Amberleigh House won the 2004 Grand National, evoking memories of Red Rum's previous triumphs for trainer Ginger McCain. A 16/1 chance on the day, he was racing 20 lengths behind the leading trio of Clan Royal, Hedgehunter, and Lord Atterbury with four fences remaining. Hedgehunter then suffered a tired fall, and Clan Royal nearly took the wrong course. With Lord Atterbury tiring, Graham Lee brought Amberleigh House down the outside to grab the lead inside the final furlong and win by three lengths.

Amberleigh House made his Grand National debut in 2001, being brought down in a melee at the 8th fence, the Canal Turn.

Since then, Amberleigh House competed in four more Grand Nationals, ridden by Graham Lee on each occasion. In total, he raced 11 times over the National fences (including races shorter than the Grand National) and never fell.

===Grand National Results===
- 2001 Brought down at fence 8 Canal Turn
- 2003 Third
- 2004 Winner
- 2005 Tenth
- 2006 Pulled up before fence 21

==Retirement==

After being pulled up in the 2006 Grand National, Amberleigh House was retired.

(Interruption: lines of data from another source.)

//! `spreadsheet-intake` loads a tabular resource whose real format is unknown from its name
//! into an in-memory [`types::TabularResult`].
//!
//! The primary entrypoint is [`ingestion::load_from_uri`]. Given a `file://`, `http://` or
//! `https://` URI it:
//!
//! 1. streams the resource into a local artifact, sniffing the first chunk for its format
//!    (`PK` → xlsx, `D0 CF` → xls, anything else → CSV);
//! 2. for workbooks, resolves which sheet to read: the first sheet whose name contains the
//!    caller's hint, else the sheet the workbook opens on;
//! 3. for CSV, skips any byte-order mark, guesses the charset from a sample, falls back to
//!    a default encoding when the guess is not confident, and decodes leniently;
//! 4. returns column names from the header row plus typed rows.
//!
//! ## Quick example
//!
//! ```no_run
//! use spreadsheet_intake::ingestion::{load_from_uri, LoadOptions};
//!
//! # fn main() -> Result<(), spreadsheet_intake::LoadError> {
//! let opts = LoadOptions {
//!     sheet_hint: Some("bravo".to_string()),
//!     ..Default::default()
//! };
//! let table = load_from_uri("file:///tmp/upload-7f3a", &opts)?;
//! println!("columns={:?} rows={}", table.columns, table.row_count());
//! # Ok(())
//! # }
//! ```
//!
//! ## Lower-level pieces
//!
//! ```rust
//! use spreadsheet_intake::ingestion::{FormatTag, SheetCatalog, SheetEntry};
//!
//! assert_eq!(FormatTag::sniff(b"PK\x03\x04"), FormatTag::Xlsx);
//! assert_eq!(FormatTag::sniff(b"hello,world"), FormatTag::Csv);
//!
//! let catalog = SheetCatalog::new(vec![
//!     SheetEntry::new("with-bom", false, true),
//!     SheetEntry::new("bravo", true, true),
//! ])
//! .unwrap();
//! assert_eq!(catalog.resolve(Some("foobar")).name, "bravo");
//! ```
//!
//! ## Modules
//!
//! - [`ingestion`]: fetching, sniffing, encoding, sheet selection and decoding
//! - [`types`]: the tabular result and cell values
//! - [`config`]: TOML configuration file
//! - [`logging`]: `tracing` subscriber setup for binaries
//! - [`error`]: error types used across loading

pub mod config;
pub mod error;
pub mod ingestion;
pub mod logging;
pub mod types;

pub use error::{LoadError, LoadResult};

Amberleigh House lived out his retirement at the National Stud in Newmarket and later, on a farm outside Chester where he was looked after by the trainer Lisa Williamson. He took part in a parade of former winners before the 2017 Grand National but suffered an attack of colic a week later. He died on 27 April at the age of 24. Williamson explained "We did everything we could to save him. He was operated on but unfortunately he didn't make it. He's enjoyed a very happy retirement with me in Cheshire. He has been very busy with his public appearances and it was nice that his last one was on Grand National day".